Okay, we are really getting to the tail-end now. There are only six Girl Prisoners left, and they all just can’t believe how lucky they are, you guys. Like, being one of only six girls left that Dickie Bach is dating? That totally makes a girl feel, like, so spesh.
Oshie’s Hair arrives and, as usual, spends two minutes telling us all the things that Dickie Bach is currently thinking, because the producers have straight-up given up on trying to get to Dickie Bach to say any words that don’t come in Fair Dinkum Aussie Slang. You just know they decided to send Oshie in after a producer was on the verge of tears, while Dickie Bach stared into the camera for his 50th take and just said, “She’s a gorgeous girl. Ah… Incredible. Um… Ah… Fair oolly-roo dinkum bananas.”
"I AM THE TRANSLATOR."
It's a genius move, really. There's no pressure on Dickie Bach to look comfortable on camera, and we get to spend more time with Oshie's Glorious Hair, which would definitely be loving its extra time out of the Channel Ten Dungeon.
SINGLE DATE TIME!
The ¯\_(ツ)_/¯ girl gets tonight’s single date, and I have finally figured out that her actual human name is Faith, so I guess that's what I'll call her, although it just doesn't seem like it suits her at this point. And -SURPRISE TWIST EXCEPT NOT REALLY BECAUSE THEY’VE BEEN PLUGGING THE CRAP OUT OF IT IN THE ADS!- Hamish Blake inexplicably turns up at the Girl Prison with Dickie Bach.
Dickie Bach has now officially crossed so far over into bland territory that they are actually getting him to bring another dude on his date. Yikes.
Bringing an interesting person on the dates. That's where we're at now.

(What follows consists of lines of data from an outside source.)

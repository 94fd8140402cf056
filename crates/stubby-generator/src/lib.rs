pub mod error;
pub mod seq;

pub use error::{GenerateError, Result};
pub use seq::SeqGenerator;

use stubby_core::ShortToken;
use stubby_snowflake::{Clock, Snowflake};

/// Trait for generating short tokens.
///
/// Implementations are pure generators that don't interact with storage.
/// Uniqueness of the produced tokens is the generator's responsibility.
pub trait Generator: Send + Sync + 'static {
    /// Generates a globally unique short token.
    fn generate(&self) -> Result<ShortToken>;
}

impl<C: Clock + 'static> Generator for Snowflake<C> {
    fn generate(&self) -> Result<ShortToken> {
        let id = self.allocate()?;
        Ok(ShortToken::from_id(id)?)
    }
}

#[cfg(test)]
mod tests {
    use super::Generator;
    use std::collections::HashSet;
    use stubby_snowflake::{Snowflake, SnowflakeSettings};

    #[test]
    fn snowflake_implements_generator_trait() {
        let settings = SnowflakeSettings::builder().node_id(0).build();
        let snowflake = Snowflake::new(settings).unwrap();

        let first = snowflake.generate().unwrap();
        let second = snowflake.generate().unwrap();

        assert_ne!(first, second);
    }

    #[test]
    fn snowflake_tokens_are_unique() {
        let settings = SnowflakeSettings::builder().node_id(12).build();
        let snowflake = Snowflake::new(settings).unwrap();

        let tokens: HashSet<_> = (0..10_000)
            .map(|_| snowflake.generate().unwrap())
            .collect();

        assert_eq!(tokens.len(), 10_000);
    }

    #[test]
    fn snowflake_token_encodes_allocated_id() {
        let epoch = jiff::Timestamp::now() - jiff::SignedDuration::from_hours(1);
        let settings = SnowflakeSettings::builder().node_id(5).epoch(epoch).build();
        let snowflake = Snowflake::new(settings).unwrap();

        let token = snowflake.generate().unwrap();

        // an hour of milliseconds shifted past 22 bits needs 7 or 8 digits
        assert!((7..=8).contains(&token.len()), "unexpected token {token}");
    }

    #[test]
    fn generator_is_object_safe() {
        let settings = SnowflakeSettings::builder().node_id(0).build();
        let generator: Box<dyn Generator> = Box::new(Snowflake::new(settings).unwrap());
        assert!(generator.generate().is_ok());
    }
}
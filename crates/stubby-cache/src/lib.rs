//! Usage quota backends for Stubby.
//!
//! [`MemoryUsageQuota`] keeps counters in process and sweeps expired ones on
//! a timer; [`RedisUsageQuota`] keeps them in Redis and relies on key expiry.
//! Both implement [`stubby_core::UsageQuota`] with the same degraded-mode
//! behaviour, and [`UsageTracker`] layers subscription windows and limits on
//! top of either.

use std::time::Duration;

pub mod memory;
pub mod redis;
pub mod tracker;

pub use memory::{MemoryQuotaConfig, MemoryUsageQuota};
pub use self::redis::{RedisQuotaConfig, RedisUsageQuota};
pub use tracker::{QuotaDecision, UsageTracker};

/// Longest counter window either backend honours; longer windows are cut to it.
pub const MAX_WINDOW: Duration = Duration::from_secs(100 * 365 * 24 * 60 * 60);
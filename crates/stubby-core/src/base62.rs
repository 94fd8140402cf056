use crate::error::{CoreError, Result};
use serde::{Deserialize, Serialize};
use smol_str::SmolStr;
use std::fmt::Display;
use tracing::trace;

/// Digit alphabet, indexed by digit value.
///
/// Tokens already handed out depend on this exact order.
pub const ALPHABET: &[u8; 62] = b"0123456789abcdefghijklmnopqrstuvwxyzABCDEFGHIJKLMNOPQRSTUVWXYZ";

const BASE: i64 = 62;

/// Encodes a positive integer as base-62, least-significant digit first.
///
/// The digits are emitted in the order they are produced and never
/// reversed, so `encode(62)` is `"01"`.
///
/// # Errors
///
/// Returns [`CoreError::InvalidArgument`] for zero and negative numbers.
pub fn encode(n: i64) -> Result<ShortToken> {
    if n <= 0 {
        return Err(CoreError::InvalidArgument(format!(
            "cannot encode non-positive number {n}"
        )));
    }

    // i64::MAX needs 11 digits
    let mut digits = String::with_capacity(11);
    let mut rest = n;
    while rest > 0 {
        digits.push(char::from(ALPHABET[(rest % BASE) as usize]));
        rest /= BASE;
    }

    trace!(number = n, token = %digits, "encoded number as base62");
    Ok(ShortToken(SmolStr::new(digits)))
}

/// A short token made of base-62 alphabet characters.
#[derive(Clone, PartialEq, Eq, Hash, PartialOrd, Ord)]
pub struct ShortToken(SmolStr);

impl ShortToken {
    /// Encodes an allocator id.
    ///
    /// Ids above `i64::MAX` cannot come out of the allocator and are rejected
    /// like zero.
    pub fn from_id(id: u64) -> Result<Self> {
        let n = i64::try_from(id).map_err(|_| {
            CoreError::InvalidArgument(format!("id {id} does not fit a signed 64-bit integer"))
        })?;
        encode(n)
    }

    /// Wraps a string after checking that it only uses alphabet characters.
    pub fn parse(token: &str) -> Result<Self> {
        if token.is_empty() {
            return Err(CoreError::InvalidArgument("empty token".to_string()));
        }
        if let Some(c) = token.chars().find(|c| !c.is_ascii_alphanumeric()) {
            return Err(CoreError::InvalidArgument(format!(
                "character '{c}' is not in the base62 alphabet: '{token}'"
            )));
        }
        Ok(Self(SmolStr::new(token)))
    }

    /// Returns the token as a string slice.
    pub fn as_str(&self) -> &str {
        &self.0
    }

    pub fn len(&self) -> usize {
        self.0.len()
    }

    pub fn is_empty(&self) -> bool {
        self.0.is_empty()
    }

    /// Generates the full shortened URL based on the provided base URL.
    pub fn to_url(&self, base_url: &str) -> String {
        format!("{}/{}", base_url.trim_end_matches('/'), self)
    }
}

impl std::fmt::Debug for ShortToken {
    fn fmt(&self, f: &mut std::fmt::Formatter<'_>) -> std::fmt::Result {
        f.debug_tuple("ShortToken").field(&self.0).finish()
    }
}

impl Display for ShortToken {
    fn fmt(&self, f: &mut std::fmt::Formatter<'_>) -> std::fmt::Result {
        f.write_str(&self.0)
    }
}

impl AsRef<str> for ShortToken {
    fn as_ref(&self) -> &str {
        self.as_str()
    }
}

impl Serialize for ShortToken {
    fn serialize<S>(&self, serializer: S) -> std::result::Result<S::Ok, S::Error>
    where
        S: serde::Serializer,
    {
        self.0.serialize(serializer)
    }
}

impl<'de> Deserialize<'de> for ShortToken {
    fn deserialize<D>(deserializer: D) -> std::result::Result<Self, D::Error>
    where
        D: serde::Deserializer<'de>,
    {
        let s = SmolStr::deserialize(deserializer)?;
        ShortToken::parse(&s).map_err(serde::de::Error::custom)
    }
}
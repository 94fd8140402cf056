mod cli;

use crate::cli::{LogFormatArg, QuotaBackendArg, CLI};
use anyhow::Context;
use clap::Parser;
use jiff::{SignedDuration, Timestamp};
use std::time::Duration;
use stubby_cache::{
    MemoryQuotaConfig, MemoryUsageQuota, RedisQuotaConfig, RedisUsageQuota, UsageTracker,
};
use stubby_core::UsageQuota;
use stubby_minter::{MintError, MintRequest, Minter, QuotaLimits};
use stubby_snowflake::{Snowflake, SnowflakeSettings, SystemClock};
use tracing::{info, warn};
use tracing_subscriber::EnvFilter;

#[tokio::main]
async fn main() -> anyhow::Result<()> {
    let config = CLI::parse();

    init_tracing(config.log_format);

    info!(
        node_id = config.node_id,
        quota_backend = %config.quota_backend,
        user_id = %config.user_id,
        count = config.count,
        "starting minter"
    );

    let settings = SnowflakeSettings::builder().node_id(config.node_id).build();
    let snowflake = Snowflake::new(settings).context("failed to create id allocator")?;

    match config.quota_backend {
        QuotaBackendArg::InMemory => {
            let quota = MemoryUsageQuota::new(
                MemoryQuotaConfig::builder()
                    .sweep_interval(Duration::from_secs(config.sweep_interval_secs))
                    .build(),
            );
            run(&config, Minter::new(snowflake, UsageTracker::new(quota))).await
        }
        QuotaBackendArg::Redis => {
            let redis_url = config
                .redis_url
                .as_deref()
                .context("redis url is required when quota backend is redis")?;
            let quota = RedisUsageQuota::connect(
                redis_url,
                RedisQuotaConfig::builder()
                    .timeout(Duration::from_millis(config.redis_timeout_ms))
                    .build(),
            )
            .await
            .context("failed to connect to redis")?;
            run(&config, Minter::new(snowflake, UsageTracker::new(quota))).await
        }
    }
}

fn init_tracing(format: LogFormatArg) {
    let filter = EnvFilter::try_from_default_env().unwrap_or_else(|_| EnvFilter::new("info"));
    let builder = tracing_subscriber::fmt()
        .with_env_filter(filter)
        .with_writer(std::io::stderr);
    match format {
        LogFormatArg::Text => builder.init(),
        LogFormatArg::Json => builder.json().init(),
    }
}

/// End of a subscription window of `window_secs` starting at `now`.
fn window_end(now: Timestamp, window_secs: u64) -> anyhow::Result<Timestamp> {
    let window_secs = i64::try_from(window_secs).context("window is too long")?;
    now.checked_add(SignedDuration::from_secs(window_secs))
        .context("window is too long")
}

async fn run<Q: UsageQuota>(config: &CLI, minter: Minter<Snowflake<SystemClock>, Q>) -> anyhow::Result<()> {
    let ends_at = window_end(Timestamp::now(), config.window_secs)?;
    let limits = QuotaLimits {
        short_urls: config.limit,
        custom_aliases: config.alias_limit,
    };

    for n in 0..config.count {
        let builder = MintRequest::builder()
            .user_id(config.user_id.clone())
            .limits(limits)
            .window_end(ends_at);
        let request = match (n, &config.custom_alias) {
            (0, Some(alias)) => builder.custom_alias(alias.clone()).build(),
            _ => builder.build(),
        };

        match minter.mint(request).await {
            Ok(code) => println!("{code}"),
            Err(e @ MintError::QuotaExceeded { .. }) => {
                warn!(error = %e, minted = n, "stopping early");
                break;
            }
            Err(e) => return Err(e).context("failed to mint code"),
        }
    }

    Ok(())
}
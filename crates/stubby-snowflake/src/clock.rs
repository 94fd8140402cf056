use jiff::Timestamp;

/// Time source of an allocator.
pub trait Clock: Send + Sync {
    fn now(&self) -> Timestamp;
    /// Called once per iteration while spinning for the next millisecond.
    fn relax(&self);
}

/// Wall clock, spinning with a CPU hint.
pub struct SystemClock;

impl Clock for SystemClock {
    fn now(&self) -> Timestamp {
        Timestamp::now()
    }

    fn relax(&self) {
        std::hint::spin_loop();
    }
}
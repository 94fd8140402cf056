use crate::error::{CoreError, Result};
use async_trait::async_trait;
use std::fmt::Display;
use std::time::Duration;

const CUSTOM_ALIAS_KIND: &str = "custom_alias";
const SHORT_URL_KIND: &str = "custom_url";

/// Identifies one usage counter: a resource kind and the subject consuming it.
///
/// Neither part is interpreted; together they only name the counter. The
/// kind never contains `:`, so the `kind:subject` storage form is unambiguous.
#[derive(Debug, Clone, PartialEq, Eq, Hash)]
pub struct QuotaKey {
    kind: String,
    subject: String,
}

impl QuotaKey {
    /// Builds a key for a caller-defined kind.
    ///
    /// # Errors
    ///
    /// Returns [`CoreError::InvalidArgument`] when `kind` contains `:`.
    pub fn new(kind: impl Into<String>, subject: impl Into<String>) -> Result<Self> {
        let kind = kind.into();
        if kind.contains(':') {
            return Err(CoreError::InvalidArgument(format!(
                "quota kind must not contain ':': '{kind}'"
            )));
        }
        Ok(Self::known(kind, subject))
    }

    fn known(kind: impl Into<String>, subject: impl Into<String>) -> Self {
        Self {
            kind: kind.into(),
            subject: subject.into(),
        }
    }

    /// Counter for custom aliases created by `user_id`.
    pub fn custom_alias(user_id: impl Into<String>) -> Self {
        Self::known(CUSTOM_ALIAS_KIND, user_id)
    }

    /// Counter for short URLs created by `user_id`.
    pub fn short_url(user_id: impl Into<String>) -> Self {
        Self::known(SHORT_URL_KIND, user_id)
    }

    pub fn kind(&self) -> &str {
        &self.kind
    }

    pub fn subject(&self) -> &str {
        &self.subject
    }

    /// Flat `kind:subject` form used as the storage key.
    pub fn storage_key(&self) -> String {
        format!("{}:{}", self.kind, self.subject)
    }
}

impl Display for QuotaKey {
    fn fmt(&self, f: &mut std::fmt::Formatter<'_>) -> std::fmt::Result {
        write!(f, "{}:{}", self.kind, self.subject)
    }
}

/// A windowed usage counter store.
///
/// Implementations never fail towards the caller: a backend that cannot
/// answer reports a count of zero and drops increments, so quota checks can
/// not block resource creation.
#[async_trait]
pub trait UsageQuota: Send + Sync + 'static {
    /// Returns the current count for `key`.
    ///
    /// A missing counter is created with a count of zero that expires
    /// `window` from now, and zero is returned.
    async fn get_or_init(&self, key: &QuotaKey, window: Duration) -> u64;

    /// Adds one to the counter for `key`.
    ///
    /// Does nothing when no counter exists: usage only counts once the key
    /// has been read through [`get_or_init`](UsageQuota::get_or_init) in the
    /// current window.
    async fn increment(&self, key: &QuotaKey);
}

#[cfg(test)]
mod tests {
    use super::*;
    use std::collections::HashMap;
    use tokio::sync::Mutex;

    #[derive(Default)]
    struct TestQuota {
        counters: Mutex<HashMap<String, u64>>,
    }

    #[async_trait]
    impl UsageQuota for TestQuota {
        async fn get_or_init(&self, key: &QuotaKey, _window: Duration) -> u64 {
            let mut counters = self.counters.lock().await;
            *counters.entry(key.storage_key()).or_insert(0)
        }

        async fn increment(&self, key: &QuotaKey) {
            let mut counters = self.counters.lock().await;
            if let Some(count) = counters.get_mut(&key.storage_key()) {
                *count += 1;
            }
        }
    }

    #[test]
    fn storage_key_joins_kind_and_subject() {
        assert_eq!(QuotaKey::custom_alias("u1").storage_key(), "custom_alias:u1");
        assert_eq!(QuotaKey::short_url("u1").storage_key(), "custom_url:u1");
        assert_eq!(QuotaKey::new("k", "s").unwrap().to_string(), "k:s");
    }

    #[test]
    fn kind_with_separator_is_rejected() {
        assert!(matches!(
            QuotaKey::new("a:b", "c"),
            Err(CoreError::InvalidArgument(_))
        ));
        // the separator is fine in the subject
        let key = QuotaKey::new("a", "b:c").unwrap();
        assert_eq!(key.storage_key(), "a:b:c");
        assert_eq!(key.subject(), "b:c");
    }

    #[test]
    fn kinds_are_distinct_keys() {
        assert_ne!(QuotaKey::custom_alias("u1"), QuotaKey::short_url("u1"));
        assert_eq!(QuotaKey::short_url("u1").kind(), "custom_url");
        assert_eq!(QuotaKey::short_url("u1").subject(), "u1");
    }

    #[tokio::test]
    async fn trait_object_usage() {
        let quota: Box<dyn UsageQuota> = Box::new(TestQuota::default());
        let key = QuotaKey::short_url("u1");

        quota.increment(&key).await;
        assert_eq!(quota.get_or_init(&key, Duration::from_secs(1)).await, 0);

        quota.increment(&key).await;
        assert_eq!(quota.get_or_init(&key, Duration::from_secs(1)).await, 1);
    }
}
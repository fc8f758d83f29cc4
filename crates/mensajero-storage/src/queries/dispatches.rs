// SPDX-FileCopyrightText: 2026 Mensajero Contributors
// SPDX-License-Identifier: MIT OR Apache-2.0

//! Dispatch records and the courier/date filtered reads settlement uses.

use mensajero_core::MensajeroError;
use mensajero_core::types::{Dispatch, DispatchFilter};
use rusqlite::params;

use crate::database::Database;

/// Insert a dispatch. Returns `false` when the shipment was already dispatched.
pub async fn insert_dispatch(db: &Database, dispatch: &Dispatch) -> Result<bool, MensajeroError> {
    let dispatch = dispatch.clone();
    db.connection()
        .call(move |conn| {
            let changed = conn.execute(
                "INSERT INTO dispatches (tracking_number, courier, zone, dispatched_at)
                 VALUES (?1, ?2, ?3, ?4)
                 ON CONFLICT(tracking_number) DO NOTHING",
                params![
                    dispatch.tracking_number,
                    dispatch.courier,
                    dispatch.zone,
                    dispatch.dispatched_at,
                ],
            )?;
            Ok(changed == 1)
        })
        .await
        .map_err(crate::database::map_tr_err)
}

/// WHERE clause and positional arguments for a filter.
///
/// Date bounds compare the calendar date of `dispatched_at`, so both ends
/// are inclusive whole days.
fn filter_clause(filter: &DispatchFilter) -> (String, Vec<String>) {
    let mut clause = String::from("WHERE 1 = 1");
    let mut args = Vec::new();
    if let Some(courier) = &filter.courier {
        args.push(courier.clone());
        clause.push_str(&format!(" AND courier = ?{}", args.len()));
    }
    if let Some(from) = &filter.date_from {
        args.push(from.clone());
        clause.push_str(&format!(" AND date(dispatched_at) >= ?{}", args.len()));
    }
    if let Some(to) = &filter.date_to {
        args.push(to.clone());
        clause.push_str(&format!(" AND date(dispatched_at) <= ?{}", args.len()));
    }
    (clause, args)
}

/// Dispatches matching `filter`, oldest first.
pub async fn list_dispatches(
    db: &Database,
    filter: &DispatchFilter,
) -> Result<Vec<Dispatch>, MensajeroError> {
    let (clause, args) = filter_clause(filter);
    db.connection()
        .call(move |conn| {
            let mut stmt = conn.prepare(&format!(
                "SELECT tracking_number, courier, zone, dispatched_at FROM dispatches
                 {clause} ORDER BY dispatched_at, tracking_number"
            ))?;
            let dispatches = stmt
                .query_map(rusqlite::params_from_iter(args.iter()), |row| {
                    Ok(Dispatch {
                        tracking_number: row.get(0)?,
                        courier: row.get(1)?,
                        zone: row.get(2)?,
                        dispatched_at: row.get(3)?,
                    })
                })?
                .collect::<Result<Vec<_>, _>>()?;
            Ok(dispatches)
        })
        .await
        .map_err(crate::database::map_tr_err)
}

/// Number of dispatches matching `filter`.
pub async fn count_dispatches(
    db: &Database,
    filter: &DispatchFilter,
) -> Result<i64, MensajeroError> {
    let (clause, args) = filter_clause(filter);
    db.connection()
        .call(move |conn| {
            conn.query_row(
                &format!("SELECT COUNT(*) FROM dispatches {clause}"),
                rusqlite::params_from_iter(args.iter()),
                |row| row.get(0),
            )
        })
        .await
        .map_err(crate::database::map_tr_err)
}
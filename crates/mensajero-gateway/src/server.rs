// SPDX-FileCopyrightText: 2026 Mensajero Contributors
// SPDX-License-Identifier: MIT OR Apache-2.0

//! Gateway HTTP server built on axum.
//!
//! Sets up routes, middleware, and shared state for the gateway.

use std::sync::Arc;

use axum::{
    Router,
    extract::DefaultBodyLimit,
    middleware as axum_middleware,
    routing::{get, post},
};
use mensajero_config::model::GatewayConfig;
use mensajero_core::MensajeroError;
use mensajero_tracking::Logistics;
use tower_http::cors::CorsLayer;
use tower_http::trace::TraceLayer;

use crate::auth::{AuthConfig, auth_middleware};
use crate::handlers;

/// Shared state for axum request handlers.
#[derive(Clone)]
pub struct GatewayState {
    pub logistics: Arc<Logistics>,
    pub auth: AuthConfig,
    /// Name reported by the health endpoint.
    pub service_name: String,
}

/// Gateway server configuration.
#[derive(Debug, Clone)]
pub struct ServerConfig {
    pub host: String,
    pub port: u16,
    /// Largest accepted request body, in bytes.
    pub max_upload_bytes: usize,
}

impl From<&GatewayConfig> for ServerConfig {
    fn from(config: &GatewayConfig) -> Self {
        Self {
            host: config.host.clone(),
            port: config.port,
            max_upload_bytes: config.max_upload_bytes,
        }
    }
}

/// Build the application router.
///
/// `/health` is public; everything under `/v1` passes the auth middleware.
pub fn router(state: GatewayState, max_upload_bytes: usize) -> Router {
    let auth_state = state.auth.clone();

    let public_routes = Router::new()
        .route("/health", get(handlers::get_health))
        .with_state(state.clone());

    let api_routes = Router::new()
        .route("/v1/zones", get(handlers::list_zones).post(handlers::create_zone))
        .route(
            "/v1/couriers",
            get(handlers::list_couriers).post(handlers::create_courier),
        )
        .route(
            "/v1/customers",
            get(handlers::list_customers).post(handlers::create_customer),
        )
        .route("/v1/shipments/import", post(handlers::import_shipments))
        .route("/v1/shipments/{tracking_number}", get(handlers::get_shipment))
        .route("/v1/dispatches", post(handlers::create_dispatches))
        .route("/v1/receptions", post(handlers::create_reception))
        .route(
            "/v1/pickups",
            get(handlers::list_pickups).post(handlers::create_pickup),
        )
        .route("/v1/settlements", get(handlers::get_settlement))
        .route("/v1/exports/{report}", get(handlers::get_export))
        .route_layer(axum_middleware::from_fn_with_state(
            auth_state,
            auth_middleware,
        ))
        .with_state(state);

    Router::new()
        .merge(public_routes)
        .merge(api_routes)
        .layer(DefaultBodyLimit::max(max_upload_bytes))
        .layer(TraceLayer::new_for_http())
        .layer(CorsLayer::permissive())
}

/// Bind and serve until Ctrl-C.
pub async fn start_server(config: &ServerConfig, state: GatewayState) -> Result<(), MensajeroError> {
    let app = router(state, config.max_upload_bytes);

    let addr = format!("{}:{}", config.host, config.port);
    let listener = tokio::net::TcpListener::bind(&addr)
        .await
        .map_err(|e| MensajeroError::Internal(format!("failed to bind gateway to {addr}: {e}")))?;

    tracing::info!("gateway listening on {addr}");

    axum::serve(listener, app)
        .with_graceful_shutdown(shutdown_signal())
        .await
        .map_err(|e| MensajeroError::Internal(format!("gateway server error: {e}")))?;

    tracing::info!("gateway stopped");
    Ok(())
}

async fn shutdown_signal() {
    if let Err(e) = tokio::signal::ctrl_c().await {
        tracing::warn!(error = %e, "could not listen for ctrl-c; serving until killed");
        std::future::pending::<()>().await;
    }
}

#[cfg(test)]
mod tests {
    use super::*;

    #[test]
    fn server_config_from_gateway_config() {
        let config = ServerConfig::from(&GatewayConfig::default());
        assert_eq!(config.host, "127.0.0.1");
        assert_eq!(config.port, 8080);
        assert_eq!(config.max_upload_bytes, 10 * 1024 * 1024);
    }
}
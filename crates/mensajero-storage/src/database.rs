// SPDX-FileCopyrightText: 2026 Mensajero Contributors
// SPDX-License-Identifier: MIT OR Apache-2.0

//! Database connection management with PRAGMA setup, WAL mode, and lifecycle.
//!
//! All writes are serialized through tokio-rusqlite's single background thread.
//! Do NOT create additional Connection instances for writes.

use std::path::Path;

use mensajero_config::model::StorageConfig;
use mensajero_core::MensajeroError;
use tracing::debug;

/// Options applied when a connection is opened.
#[derive(Debug, Clone, Copy)]
pub struct OpenOptions {
    pub wal_mode: bool,
    pub busy_timeout_ms: u64,
}

impl Default for OpenOptions {
    fn default() -> Self {
        Self {
            wal_mode: true,
            busy_timeout_ms: 5000,
        }
    }
}

impl From<&StorageConfig> for OpenOptions {
    fn from(config: &StorageConfig) -> Self {
        Self {
            wal_mode: config.wal_mode,
            busy_timeout_ms: config.busy_timeout_ms,
        }
    }
}

/// Handle to the Mensajero SQLite database.
pub struct Database {
    conn: tokio_rusqlite::Connection,
}

impl Database {
    /// Open (creating if needed) the database at `path` with default options.
    pub async fn open(path: &str) -> Result<Self, MensajeroError> {
        Self::open_with(path, OpenOptions::default()).await
    }

    /// Open the database at `path`, apply PRAGMAs and run pending migrations.
    pub async fn open_with(path: &str, options: OpenOptions) -> Result<Self, MensajeroError> {
        if let Some(parent) = Path::new(path).parent() {
            if !parent.as_os_str().is_empty() {
                std::fs::create_dir_all(parent).map_err(|e| MensajeroError::Storage {
                    source: Box::new(e),
                })?;
            }
        }

        let conn = tokio_rusqlite::Connection::open(path)
            .await
            .map_err(|e| MensajeroError::Storage {
                source: Box::new(e),
            })?;

        conn.call(move |conn| {
            conn.busy_timeout(std::time::Duration::from_millis(options.busy_timeout_ms))?;
            conn.execute_batch("PRAGMA foreign_keys = ON;")?;
            if options.wal_mode {
                conn.execute_batch("PRAGMA journal_mode = WAL; PRAGMA synchronous = NORMAL;")?;
            }
            Ok(crate::migrations::run_migrations(conn))
        })
        .await
        .map_err(map_tr_err)??;

        debug!(path, wal = options.wal_mode, "database opened");
        Ok(Self { conn })
    }

    /// The underlying async connection.
    pub fn connection(&self) -> &tokio_rusqlite::Connection {
        &self.conn
    }

    /// Checkpoint the WAL and close the connection.
    pub async fn close(self) -> Result<(), MensajeroError> {
        self.conn
            .call(|conn| conn.execute_batch("PRAGMA wal_checkpoint(TRUNCATE);"))
            .await
            .map_err(map_tr_err)?;
        self.conn.close().await.map_err(|e| MensajeroError::Storage {
            source: e.to_string().into(),
        })
    }
}

/// Map a tokio-rusqlite error into the domain error.
pub fn map_tr_err(e: tokio_rusqlite::Error<rusqlite::Error>) -> MensajeroError {
    MensajeroError::Storage {
        source: Box::new(e),
    }
}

But just tagging along on the date so that we can watch some actually interesting human interaction isn’t all Hamish has planned. Hamish Blake has decided to dress up as a toddler called Rory, who Dickie Bach and Faith must take care of for the day.
Yeah. This is happening.
I love Hamish Blake, and I love that the producers realised that they needed to do something out-of-the-box to try and make the dates interesting, but this will forever be known as the moment The Bachelor Australia jumped the shark:
I kind of feel like I want them to jump the shark more often, because this is equal parts bizarro and amazing. YES ACTUALLY. What a dream that would be - just a whole Bachelor season where every episode jumps the shark and is bat-shit cray cray. I think the producers are onto something here. They may just be secret geniuses after all.
‘Rory’ says that he’s old enough to not wear nappies but he might need help, and I swear to the television gods if Hamish doesn’t fully commit to this by shitting his pants I’ll be so disappointed. MAKE IT HAPPEN PRODUCERS. WE WANT A GROWN MAN TO SHIT HIMSELF LIKE ON THE US VERSION.